__SUPPLIED RECORDS__:
=-=-=
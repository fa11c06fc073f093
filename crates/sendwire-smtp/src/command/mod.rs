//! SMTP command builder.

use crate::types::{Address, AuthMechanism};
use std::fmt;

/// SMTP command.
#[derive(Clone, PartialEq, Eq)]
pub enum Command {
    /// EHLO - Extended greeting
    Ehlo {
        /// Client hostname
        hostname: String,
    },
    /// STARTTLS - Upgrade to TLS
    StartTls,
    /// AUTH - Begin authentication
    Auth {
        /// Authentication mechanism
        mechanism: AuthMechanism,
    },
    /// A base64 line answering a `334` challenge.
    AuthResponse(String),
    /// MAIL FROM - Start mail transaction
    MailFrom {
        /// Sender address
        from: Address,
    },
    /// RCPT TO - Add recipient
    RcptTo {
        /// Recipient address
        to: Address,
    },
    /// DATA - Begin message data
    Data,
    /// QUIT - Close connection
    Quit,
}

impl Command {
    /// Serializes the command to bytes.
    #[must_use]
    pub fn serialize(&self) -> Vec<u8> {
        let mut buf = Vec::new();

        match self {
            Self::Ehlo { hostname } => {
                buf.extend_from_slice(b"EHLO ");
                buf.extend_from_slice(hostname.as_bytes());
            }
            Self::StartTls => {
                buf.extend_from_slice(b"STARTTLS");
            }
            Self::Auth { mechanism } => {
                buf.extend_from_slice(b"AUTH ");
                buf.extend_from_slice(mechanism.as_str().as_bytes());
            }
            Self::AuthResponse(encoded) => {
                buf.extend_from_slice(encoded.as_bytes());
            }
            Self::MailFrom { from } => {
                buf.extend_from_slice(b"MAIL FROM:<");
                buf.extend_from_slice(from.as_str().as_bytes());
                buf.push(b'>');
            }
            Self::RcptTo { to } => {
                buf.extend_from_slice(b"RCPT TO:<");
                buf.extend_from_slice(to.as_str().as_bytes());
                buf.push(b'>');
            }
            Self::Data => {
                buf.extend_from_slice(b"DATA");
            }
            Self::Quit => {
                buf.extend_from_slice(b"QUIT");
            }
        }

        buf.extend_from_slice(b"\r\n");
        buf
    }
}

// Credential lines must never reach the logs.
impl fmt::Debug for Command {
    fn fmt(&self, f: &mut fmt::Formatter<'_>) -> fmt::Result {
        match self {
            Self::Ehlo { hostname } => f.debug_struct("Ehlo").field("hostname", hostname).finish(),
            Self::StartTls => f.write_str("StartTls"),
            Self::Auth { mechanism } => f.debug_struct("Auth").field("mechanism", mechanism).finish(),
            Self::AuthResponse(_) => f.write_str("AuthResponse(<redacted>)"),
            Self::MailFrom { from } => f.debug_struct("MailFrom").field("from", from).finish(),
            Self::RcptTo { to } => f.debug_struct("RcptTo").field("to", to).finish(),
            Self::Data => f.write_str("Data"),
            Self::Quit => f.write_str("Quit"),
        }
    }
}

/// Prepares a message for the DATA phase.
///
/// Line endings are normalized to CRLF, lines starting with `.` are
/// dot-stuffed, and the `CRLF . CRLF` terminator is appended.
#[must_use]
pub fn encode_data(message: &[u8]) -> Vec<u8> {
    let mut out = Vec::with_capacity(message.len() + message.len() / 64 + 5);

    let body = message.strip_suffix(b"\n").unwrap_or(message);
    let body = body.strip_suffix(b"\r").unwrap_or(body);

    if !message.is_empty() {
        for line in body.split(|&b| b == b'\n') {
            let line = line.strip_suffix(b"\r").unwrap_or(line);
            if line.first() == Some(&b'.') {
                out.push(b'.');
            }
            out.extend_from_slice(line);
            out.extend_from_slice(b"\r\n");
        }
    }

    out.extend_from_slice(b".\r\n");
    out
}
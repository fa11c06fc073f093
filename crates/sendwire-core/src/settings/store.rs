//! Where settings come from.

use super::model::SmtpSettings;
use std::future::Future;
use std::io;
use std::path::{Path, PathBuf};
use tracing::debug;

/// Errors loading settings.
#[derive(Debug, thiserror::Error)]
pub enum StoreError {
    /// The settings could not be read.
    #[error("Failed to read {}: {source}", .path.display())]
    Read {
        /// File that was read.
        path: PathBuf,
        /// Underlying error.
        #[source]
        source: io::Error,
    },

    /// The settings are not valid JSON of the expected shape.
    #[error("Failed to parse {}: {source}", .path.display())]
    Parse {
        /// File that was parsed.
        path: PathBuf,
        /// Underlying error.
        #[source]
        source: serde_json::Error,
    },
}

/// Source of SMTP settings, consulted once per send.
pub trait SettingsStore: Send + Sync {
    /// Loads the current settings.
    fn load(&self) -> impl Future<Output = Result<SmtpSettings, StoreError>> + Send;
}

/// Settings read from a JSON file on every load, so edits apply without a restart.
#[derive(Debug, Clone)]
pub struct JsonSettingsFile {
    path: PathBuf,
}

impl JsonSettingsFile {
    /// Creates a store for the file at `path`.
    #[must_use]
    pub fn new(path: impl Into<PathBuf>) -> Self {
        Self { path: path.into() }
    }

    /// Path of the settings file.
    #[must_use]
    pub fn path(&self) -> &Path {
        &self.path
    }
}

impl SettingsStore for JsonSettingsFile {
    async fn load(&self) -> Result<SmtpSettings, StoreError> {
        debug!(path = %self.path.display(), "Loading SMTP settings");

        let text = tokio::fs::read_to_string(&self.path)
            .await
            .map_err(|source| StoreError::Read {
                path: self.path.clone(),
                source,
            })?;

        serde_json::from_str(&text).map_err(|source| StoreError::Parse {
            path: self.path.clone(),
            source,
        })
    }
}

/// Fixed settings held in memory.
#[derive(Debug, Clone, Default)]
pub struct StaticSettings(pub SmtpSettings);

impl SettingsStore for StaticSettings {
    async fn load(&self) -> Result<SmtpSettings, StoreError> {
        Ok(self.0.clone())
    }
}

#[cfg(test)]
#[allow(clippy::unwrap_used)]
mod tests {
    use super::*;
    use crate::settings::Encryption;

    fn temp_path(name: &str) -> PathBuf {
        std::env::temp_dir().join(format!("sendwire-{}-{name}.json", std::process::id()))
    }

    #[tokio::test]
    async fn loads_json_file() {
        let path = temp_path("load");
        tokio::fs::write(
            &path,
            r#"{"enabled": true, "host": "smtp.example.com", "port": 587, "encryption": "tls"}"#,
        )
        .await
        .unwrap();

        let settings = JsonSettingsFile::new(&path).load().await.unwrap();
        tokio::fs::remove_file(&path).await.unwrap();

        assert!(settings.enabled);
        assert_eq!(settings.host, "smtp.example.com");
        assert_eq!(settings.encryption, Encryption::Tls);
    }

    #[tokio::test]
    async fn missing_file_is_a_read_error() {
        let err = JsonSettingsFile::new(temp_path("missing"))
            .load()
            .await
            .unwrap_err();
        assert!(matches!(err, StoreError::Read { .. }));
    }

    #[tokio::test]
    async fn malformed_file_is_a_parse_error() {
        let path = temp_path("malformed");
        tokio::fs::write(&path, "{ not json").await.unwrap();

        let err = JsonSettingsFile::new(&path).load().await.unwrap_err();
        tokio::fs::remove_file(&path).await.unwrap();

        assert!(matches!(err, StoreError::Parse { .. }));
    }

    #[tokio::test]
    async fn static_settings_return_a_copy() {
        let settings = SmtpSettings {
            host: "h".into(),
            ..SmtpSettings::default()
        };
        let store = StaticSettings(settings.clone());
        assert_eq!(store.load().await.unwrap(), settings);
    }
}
=-=-=
__REQUIRED WORK__: Using the same words as the original, repeat the records above.

__RESPONSE AREA__:
repository fa11c06fc073f093
filename crates/sendwire-smtp/src/command/mod.rs
//! SMTP command builder.

use crate::types::{Address, AuthMechanism};
use std::fmt;

/// SMTP command.
#[derive(Clone, PartialEq, Eq)]
pub enum Command {
    /// EHLO - Extended greeting
    Ehlo {
        /// Client hostname
        hostname: String,
    },
    /// STARTTLS - Upgrade to TLS
    StartTls,
    /// AUTH - Begin authentication
    Auth {
        /// Authentication mechanism
        mechanism: AuthMechanism,
    },
    /// A base64 line answering a `334` challenge.
    AuthResponse(String),
    /// MAIL FROM - Start mail transaction
    MailFrom {
        /// Sender address
        from: Address,
    },
    /// RCPT TO - Add recipient
    RcptTo {
        /// Recipient address
        to: Address,
    },
    /// DATA - Begin message data
    Data,
    /// QUIT - Close connection
    Quit,
}

impl Command {
    /// Serializes the command to bytes.
    #[must_use]
    pub fn serialize(&self) -> Vec<u8> {
        let mut buf = Vec::new();

        match self {
            Self::Ehlo { hostname } => {
                buf.extend_from_slice(b"EHLO ");
                buf.extend_from_slice(hostname.as_bytes());
            }
            Self::StartTls => {
                buf.extend_from_slice(b"STARTTLS");
            }
            Self::Auth { mechanism } => {
                buf.extend_from_slice(b"AUTH ");
                buf.extend_from_slice(mechanism.as_str().as_bytes());
            }
            Self::AuthResponse(encoded) => {
                buf.extend_from_slice(encoded.as_bytes());
            }
            Self::MailFrom { from } => {
                buf.extend_from_slice(b"MAIL FROM:<");
                buf.extend_from_slice(from.as_str().as_bytes());
                buf.push(b'>');
            }
            Self::RcptTo { to } => {
                buf.extend_from_slice(b"RCPT TO:<");
                buf.extend_from_slice(to.as_str().as_bytes());
                buf.push(b'>');
            }
            Self::Data => {
                buf.extend_from_slice(b"DATA");
            }
            Self::Quit => {
                buf.extend_from_slice(b"QUIT");
            }
        }

        buf.extend_from_slice(b"\r\n");
        buf
    }
}

// Credential lines must never reach the logs.
impl fmt::Debug for Command {
    fn fmt(&self, f: &mut fmt::Formatter<'_>) -> fmt::Result {
        match self {
            Self::Ehlo { hostname } => f.debug_struct("Ehlo").field("hostname", hostname).finish(),
            Self::StartTls => f.write_str("StartTls"),
            Self::Auth { mechanism } => f.debug_struct("Auth").field("mechanism", mechanism).finish(),
            Self::AuthResponse(_) => f.write_str("AuthResponse(<redacted>)"),
            Self::MailFrom { from } => f.debug_struct("MailFrom").field("from", from).finish(),
            Self::RcptTo { to } => f.debug_struct("RcptTo").field("to", to).finish(),
            Self::Data => f.write_str("Data"),
            Self::Quit => f.write_str("Quit"),
        }
    }
}

/// Prepares a message for the DATA phase.
///
/// Line endings are normalized to CRLF, lines starting with `.` are
/// dot-stuffed, and the `CRLF . CRLF` terminator is appended.
#[must_use]
pub fn encode_data(message: &[u8]) -> Vec<u8> {
    let mut out = Vec::with_capacity(message.len() + message.len() / 64 + 5);

    let body = message.strip_suffix(b"\n").unwrap_or(message);
    let body = body.strip_suffix(b"\r").unwrap_or(body);

    if !message.is_empty() {
        for line in body.split(|&b| b == b'\n') {
            let line = line.strip_suffix(b"\r").unwrap_or(line);
            if line.first() == Some(&b'.') {
                out.push(b'.');
            }
            out.extend_from_slice(line);
            out.extend_from_slice(b"\r\n");
        }
    }

    out.extend_from_slice(b".\r\n");
    out
}
repository fa11c06fc073f093
filename crates/sendwire-core/src/settings/store.rs
//! Where settings come from.

use super::model::SmtpSettings;
use std::future::Future;
use std::io;
use std::path::{Path, PathBuf};
use tracing::debug;

/// Errors loading settings.
#[derive(Debug, thiserror::Error)]
pub enum StoreError {
    /// The settings could not be read.
    #[error("Failed to read {}: {source}", .path.display())]
    Read {
        /// File that was read.
        path: PathBuf,
        /// Underlying error.
        #[source]
        source: io::Error,
    },

    /// The settings are not valid JSON of the expected shape.
    #[error("Failed to parse {}: {source}", .path.display())]
    Parse {
        /// File that was parsed.
        path: PathBuf,
        /// Underlying error.
        #[source]
        source: serde_json::Error,
    },
}

/// Source of SMTP settings, consulted once per send.
pub trait SettingsStore: Send + Sync {
    /// Loads the current settings.
    fn load(&self) -> impl Future<Output = Result<SmtpSettings, StoreError>> + Send;
}

/// Settings read from a JSON file on every load, so edits apply without a restart.
#[derive(Debug, Clone)]
pub struct JsonSettingsFile {
    path: PathBuf,
}

impl JsonSettingsFile {
    /// Creates a store for the file at `path`.
    #[must_use]
    pub fn new(path: impl Into<PathBuf>) -> Self {
        Self { path: path.into() }
    }

    /// Path of the settings file.
    #[must_use]
    pub fn path(&self) -> &Path {
        &self.path
    }
}

impl SettingsStore for JsonSettingsFile {
    async fn load(&self) -> Result<SmtpSettings, StoreError> {
        debug!(path = %self.path.display(), "Loading SMTP settings");

        let text = tokio::fs::read_to_string(&self.path)
            .await
            .map_err(|source| StoreError::Read {
                path: self.path.clone(),
                source,
            })?;

        serde_json::from_str(&text).map_err(|source| StoreError::Parse {
            path: self.path.clone(),
            source,
        })
    }
}

/// Fixed settings held in memory.
#[derive(Debug, Clone, Default)]
pub struct StaticSettings(pub SmtpSettings);

impl SettingsStore for StaticSettings {
    async fn load(&self) -> Result<SmtpSettings, StoreError> {
        Ok(self.0.clone())
    }
}

#[cfg(test)]
#[allow(clippy::unwrap_used)]
mod tests {
    use super::*;
    use crate::settings::Encryption;

    fn temp_path(name: &str) -> PathBuf {
        std::env::temp_dir().join(format!("sendwire-{}-{name}.json", std::process::id()))
    }

    #[tokio::test]
    async fn loads_json_file() {
        let path = temp_path("load");
        tokio::fs::write(
            &path,
            r#"{"enabled": true, "host": "smtp.example.com", "port": 587, "encryption": "tls"}"#,
        )
        .await
        .unwrap();

        let settings = JsonSettingsFile::new(&path).load().await.unwrap();
        tokio::fs::remove_file(&path).await.unwrap();

        assert!(settings.enabled);
        assert_eq!(settings.host, "smtp.example.com");
        assert_eq!(settings.encryption, Encryption::Tls);
    }

    #[tokio::test]
    async fn missing_file_is_a_read_error() {
        let err = JsonSettingsFile::new(temp_path("missing"))
            .load()
            .await
            .unwrap_err();
        assert!(matches!(err, StoreError::Read { .. }));
    }

    #[tokio::test]
    async fn malformed_file_is_a_parse_error() {
        let path = temp_path("malformed");
        tokio::fs::write(&path, "{ not json").await.unwrap();

        let err = JsonSettingsFile::new(&path).load().await.unwrap_err();
        tokio::fs::remove_file(&path).await.unwrap();

        assert!(matches!(err, StoreError::Parse { .. }));
    }

    #[tokio::test]
    async fn static_settings_return_a_copy() {
        let settings = SmtpSettings {
            host: "h".into(),
            ..SmtpSettings::default()
        };
        let store = StaticSettings(settings.clone());
        assert_eq!(store.load().await.unwrap(), settings);
    }
}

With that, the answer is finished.